42,922 Years for Jamal Zougam

March 11, 2004. Morning. Madrid, Spain. The commuter trains are running on schedule. Suddenly, ten, almost simultaneous explosions go off on four of those trains, leaving 191 dead and around 2,000 injured. This atrocity, dubbed by outsiders as Spain's 9/11, and known as 11-M within that nation, was found to be the doing of multiple terrorists, including Moroccan Jamal Zougam. While the Spanish court system linked the attacks to a Sunni pan-Islamist militant organization, no direct link was found to them in 2007. Convicted on murder and attempted murder charges, Zougam received 42,922 years in prison while the Spanish Emilio Suárez Trashorras received 34,715 years.


32,500 Years for Allan Wayne McLaurin & Darron Bennalford Anderson

The world, unfortunately, has some terrible people within it, and these two are among the worst. It is the intimacy of their atrocity that makes it most disturbing. In Tulsa in 1993, a woman’s car was suddenly run off the road by three men in the car behind her. Before she knew what was happening, all three of them attacked the newlywed for hours before she could contact the police. Though one man was never convicted, Allan Wayne McLaurin and Darron Bennalford Anderson were put away for 21,250 years and 11, 250 years, respectively.

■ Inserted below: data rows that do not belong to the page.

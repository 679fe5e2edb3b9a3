use tracing_subscriber::{layer::SubscriberExt, util::SubscriberInitExt, EnvFilter};

const DEFAULT_FILTER: &str = "info,clim=debug";

/// Initialize structured JSON logging for the climate API.
/// RUST_LOG is respected when it parses; otherwise "info,clim=debug".
pub fn init(service_name: &str) {
    let requested = std::env::var("RUST_LOG").ok();
    let directives = filter_directives(requested.as_deref());

    tracing_subscriber::registry()
        .with(EnvFilter::new(&directives))
        .with(tracing_subscriber::fmt::layer().json())
        .init();

    if requested.as_deref().is_some_and(|r| r != directives) {
        tracing::warn!(requested = ?requested, "Ignoring unparseable RUST_LOG");
    }
    tracing::info!(service = %service_name, filter = %directives, "Logging initialized");
}

/// Pick the filter directives, falling back to the default when the
/// requested ones are empty or invalid
fn filter_directives(requested: Option<&str>) -> String {
    match requested.map(str::trim) {
        Some(raw) if !raw.is_empty() && EnvFilter::try_new(raw).is_ok() => raw.to_string(),
        _ => DEFAULT_FILTER.to_string(),
    }
}

#[cfg(test)]
mod tests {
    use super::*;

    #[test]
    fn default_when_unset_or_blank() {
        assert_eq!(filter_directives(None), DEFAULT_FILTER);
        assert_eq!(filter_directives(Some("  ")), DEFAULT_FILTER);
    }

    #[test]
    fn valid_directives_kept() {
        assert_eq!(
            filter_directives(Some("warn,clim_db=trace")),
            "warn,clim_db=trace"
        );
    }

    #[test]
    fn invalid_directives_fall_back() {
        assert_eq!(filter_directives(Some("clim_db=loudest")), DEFAULT_FILTER);
    }
}
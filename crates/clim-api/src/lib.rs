use std::sync::{
    atomic::{AtomicBool, Ordering},
    Arc,
};

use axum::{
    extract::{Path, State},
    http::{header, StatusCode},
    response::{Html, IntoResponse, Response},
    routing::get,
    Json, Router,
};
use clim_core::{
    ObservationStore, PrecipitationSeries, QueryError, Station, Statistics, TemperaturePoint,
};
use opentelemetry::metrics::{Counter, MeterProvider};
use opentelemetry::KeyValue;
use opentelemetry_prometheus::exporter;
use opentelemetry_sdk::metrics::SdkMeterProvider;
use prometheus::{Encoder, Registry, TextEncoder};
use serde_json::json;

pub const API_PREFIX: &str = "/api/v1.0";

pub struct AppState {
    ready: AtomicBool,
    registry: Registry,
    #[allow(dead_code)]
    provider: SdkMeterProvider,
    requests_total: Counter<u64>,
    store: Arc<dyn ObservationStore>,
    most_active_station: Option<String>,
}

impl AppState {
    fn count(&self, endpoint: &'static str) {
        self.requests_total
            .add(1, &[KeyValue::new("endpoint", endpoint)]);
    }
}

/// Query failure mapped onto an HTTP status and JSON body
pub struct ApiError(QueryError);

impl From<QueryError> for ApiError {
    fn from(err: QueryError) -> Self {
        Self(err)
    }
}

impl IntoResponse for ApiError {
    fn into_response(self) -> Response {
        let (status, code) = match &self.0 {
            QueryError::MalformedDate { .. } => (StatusCode::BAD_REQUEST, "malformed_date"),
            QueryError::EmptyResult => (StatusCode::NOT_FOUND, "empty_result"),
            QueryError::NoObservations => (StatusCode::NOT_FOUND, "no_observations"),
            QueryError::Store(e) => {
                tracing::error!(error = ?e, "store query failed");
                (StatusCode::INTERNAL_SERVER_ERROR, "store_error")
            }
        };
        let body = json!({ "error": code, "message": self.0.to_string() });
        (status, Json(body)).into_response()
    }
}

pub fn build_app(
    store: Arc<dyn ObservationStore>,
    most_active_station: Option<String>,
) -> (Router, Arc<AppState>) {
    // Prometheus exporter via OpenTelemetry
    let registry = Registry::new();
    let reader = exporter()
        .with_registry(registry.clone())
        .build()
        .expect("prom exporter");
    let provider = SdkMeterProvider::builder().with_reader(reader).build();
    let meter = provider.meter("clim-api");

    let requests_total = meter
        .u64_counter("clim_requests_total")
        .with_description("Total API requests served")
        .init();

    let state = Arc::new(AppState {
        ready: AtomicBool::new(false),
        registry,
        provider,
        requests_total,
        store,
        most_active_station,
    });

    let router = Router::new()
        .route("/", get(index))
        .route("/healthz", get(healthz))
        .route("/readyz", get(readyz))
        .route("/metrics", get(metrics))
        .route(&format!("{API_PREFIX}/precipitation"), get(precipitation))
        .route(&format!("{API_PREFIX}/stations"), get(stations))
        .route(&format!("{API_PREFIX}/tobs"), get(tobs))
        .route(&format!("{API_PREFIX}/:start"), get(stats_from))
        .route(&format!("{API_PREFIX}/:start/"), get(stats_from))
        .route(&format!("{API_PREFIX}/:start/:end"), get(stats_between))
        .with_state(Arc::clone(&state));

    (router, state)
}

pub fn set_ready(state: &Arc<AppState>, is_ready: bool) {
    state.ready.store(is_ready, Ordering::Relaxed);
}

async fn index() -> Html<String> {
    Html(format!(
        "Available Routes:<br/>\
         <a href='{p}/precipitation'>{p}/precipitation</a><br/>\
         <a href='{p}/stations'>{p}/stations</a><br/>\
         <a href='{p}/tobs'>{p}/tobs</a><br/>\
         <a href='{p}/2016-01-01/'>{p}/&lt;start&gt;/</a><br/>\
         <a href='{p}/2016-01-01/2016-12-31'>{p}/&lt;start&gt;/&lt;end&gt;</a><br/>",
        p = API_PREFIX
    ))
}

async fn healthz() -> StatusCode {
    StatusCode::OK
}

async fn readyz(State(state): State<Arc<AppState>>) -> StatusCode {
    if state.ready.load(Ordering::Relaxed) {
        StatusCode::OK
    } else {
        StatusCode::SERVICE_UNAVAILABLE
    }
}

async fn metrics(
    State(state): State<Arc<AppState>>,
) -> (
    [(axum::http::header::HeaderName, axum::http::HeaderValue); 1],
    String,
) {
    let encoder = TextEncoder::new();
    let metric_families = state.registry.gather();
    let mut buf = Vec::new();
    if let Err(e) = encoder.encode(&metric_families, &mut buf) {
        tracing::warn!(error=?e, "failed to encode metrics");
    }
    let body = String::from_utf8(buf).unwrap_or_default();
    let header = (
        header::CONTENT_TYPE,
        axum::http::HeaderValue::from_static("text/plain; version=0.0.4; charset=utf-8"),
    );
    ([header], body)
}

async fn precipitation(
    State(state): State<Arc<AppState>>,
) -> Result<Json<PrecipitationSeries>, ApiError> {
    state.count("precipitation");
    let series = clim_core::precipitation(state.store.as_ref()).await?;
    Ok(Json(series))
}

async fn stations(State(state): State<Arc<AppState>>) -> Result<Json<Vec<Station>>, ApiError> {
    state.count("stations");
    let roster = clim_core::stations(state.store.as_ref()).await?;
    Ok(Json(roster))
}

async fn tobs(
    State(state): State<Arc<AppState>>,
) -> Result<Json<Vec<TemperaturePoint>>, ApiError> {
    state.count("tobs");
    let store = state.store.as_ref();
    let station =
        clim_core::resolve_most_active(store, state.most_active_station.as_deref()).await?;
    let series = clim_core::most_active_station_series(store, &station).await?;
    Ok(Json(series))
}

async fn stats_from(
    State(state): State<Arc<AppState>>,
    Path(start): Path<String>,
) -> Result<Json<Statistics>, ApiError> {
    state.count("stats");
    let stats = clim_core::range_statistics(state.store.as_ref(), Some(&start), None).await?;
    Ok(Json(stats))
}

async fn stats_between(
    State(state): State<Arc<AppState>>,
    Path((start, end)): Path<(String, String)>,
) -> Result<Json<Statistics>, ApiError> {
    state.count("stats");
    let stats =
        clim_core::range_statistics(state.store.as_ref(), Some(&start), Some(&end)).await?;
    Ok(Json(stats))
}
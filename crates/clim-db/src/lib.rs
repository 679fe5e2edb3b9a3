//! SQLite access layer for the station observation dataset
//!
//! Reads the existing `measurement` and `station` tables. NO migrations:
//! the schema is fixed and created by whoever produced the dataset.

pub mod client;
pub mod queries;
pub mod schema;

pub use client::*;
pub use schema::*;

use thiserror::Error;

#[derive(Debug, Error)]
pub enum DbError {
    #[error("Database connection error: {0}")]
    ConnectionError(#[from] sqlx::Error),

    #[error("Invalid configuration: {0}")]
    ConfigError(String),

    #[error("Corrupt row in {table}: {reason}")]
    CorruptRow { table: &'static str, reason: String },
}

pub type DbResult<T> = Result<T, DbError>;
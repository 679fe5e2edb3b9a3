//! Row types matching the fixed `measurement` / `station` schema
//!
//! Dates are stored as zero-padded `YYYY-MM-DD` text, so lexicographic
//! comparison in SQL matches chronological order.

use crate::{DbError, DbResult};
use chrono::NaiveDate;
use clim_core::{Observation, Station, DATE_FORMAT};
use serde::{Deserialize, Serialize};
use sqlx::FromRow;

/// Measurement table record (one station-day)
#[derive(Debug, Clone, FromRow, Serialize, Deserialize)]
pub struct MeasurementRow {
    pub station: String,
    pub date: String,
    pub prcp: Option<f64>,
    pub tobs: Option<f64>,
}

/// Station table record
#[derive(Debug, Clone, FromRow, Serialize, Deserialize)]
pub struct StationRow {
    pub station: String,
    pub name: String,
    pub latitude: f64,
    pub longitude: f64,
    pub elevation: f64,
}

pub(crate) fn parse_stored_date(raw: &str) -> DbResult<NaiveDate> {
    NaiveDate::parse_from_str(raw, DATE_FORMAT).map_err(|e| DbError::CorruptRow {
        table: tables::MEASUREMENT,
        reason: format!("bad date '{}': {}", raw, e),
    })
}

impl TryFrom<MeasurementRow> for Observation {
    type Error = DbError;

    fn try_from(row: MeasurementRow) -> DbResult<Self> {
        Ok(Observation {
            date: parse_stored_date(&row.date)?,
            station: row.station,
            precipitation: row.prcp,
            temperature: row.tobs,
        })
    }
}

impl From<StationRow> for Station {
    fn from(row: StationRow) -> Self {
        Station {
            station: row.station,
            name: row.name,
            latitude: row.latitude,
            longitude: row.longitude,
            elevation: row.elevation,
        }
    }
}

/// Table names of the observation dataset
pub mod tables {
    pub const MEASUREMENT: &str = "measurement";
    pub const STATION: &str = "station";
}
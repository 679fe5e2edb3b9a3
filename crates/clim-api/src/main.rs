use std::net::SocketAddr;
use std::sync::Arc;

use anyhow::{Context, Result};
use clim_db::DbClient;
use tokio::net::TcpListener;

#[tokio::main]
async fn main() -> Result<()> {
    // Observability
    clim_obs::init("climd");

    // Config
    let cfg = clim_config::AppConfig::load().context("Failed to load configuration")?;
    let database_url = cfg.database_url();

    // Store
    let client = DbClient::new(&database_url, cfg.max_connections())
        .await
        .with_context(|| format!("Failed to open database {database_url}"))?;
    client.ping().await.context("Database ping failed")?;
    tracing::info!(%database_url, "Connected to database");

    let (app, state) = clim_api::build_app(Arc::new(client), cfg.most_active_station());

    let addr: SocketAddr = cfg
        .http_bind()
        .parse()
        .context("Invalid HTTP bind address")?;
    let listener = TcpListener::bind(addr)
        .await
        .context("failed to bind TCP listener")?;

    // Mark ready just before serving
    clim_api::set_ready(&state, true);

    tracing::info!(%addr, "HTTP server listening");
    axum::serve(listener, app)
        .with_graceful_shutdown(shutdown_signal())
        .await
        .context("server error")?;

    tracing::info!("Server stopped");
    Ok(())
}

async fn shutdown_signal() {
    if let Err(e) = tokio::signal::ctrl_c().await {
        tracing::error!(error = ?e, "failed to listen for shutdown signal");
        std::future::pending::<()>().await;
    }
}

30,000 Years for Charles Scott Robinson

Jurors gave 5,000 years for each count against Charles Scott Robinson, which ultimately earned him 30,000 in prison. The sentence, which was handed down in 1994, was determined by the jury due to life without parole not being a sentencing option. The judge, meanwhile, turned the screw a little harder when he ordered the terms to be served consecutively rather than concurrently, thus denying Robinson – then 30 – the chance of parole until the age of 108. This has since gone down as the longest sentence in US history. And given that multiple innocents were involved, the sentence was definitely justified.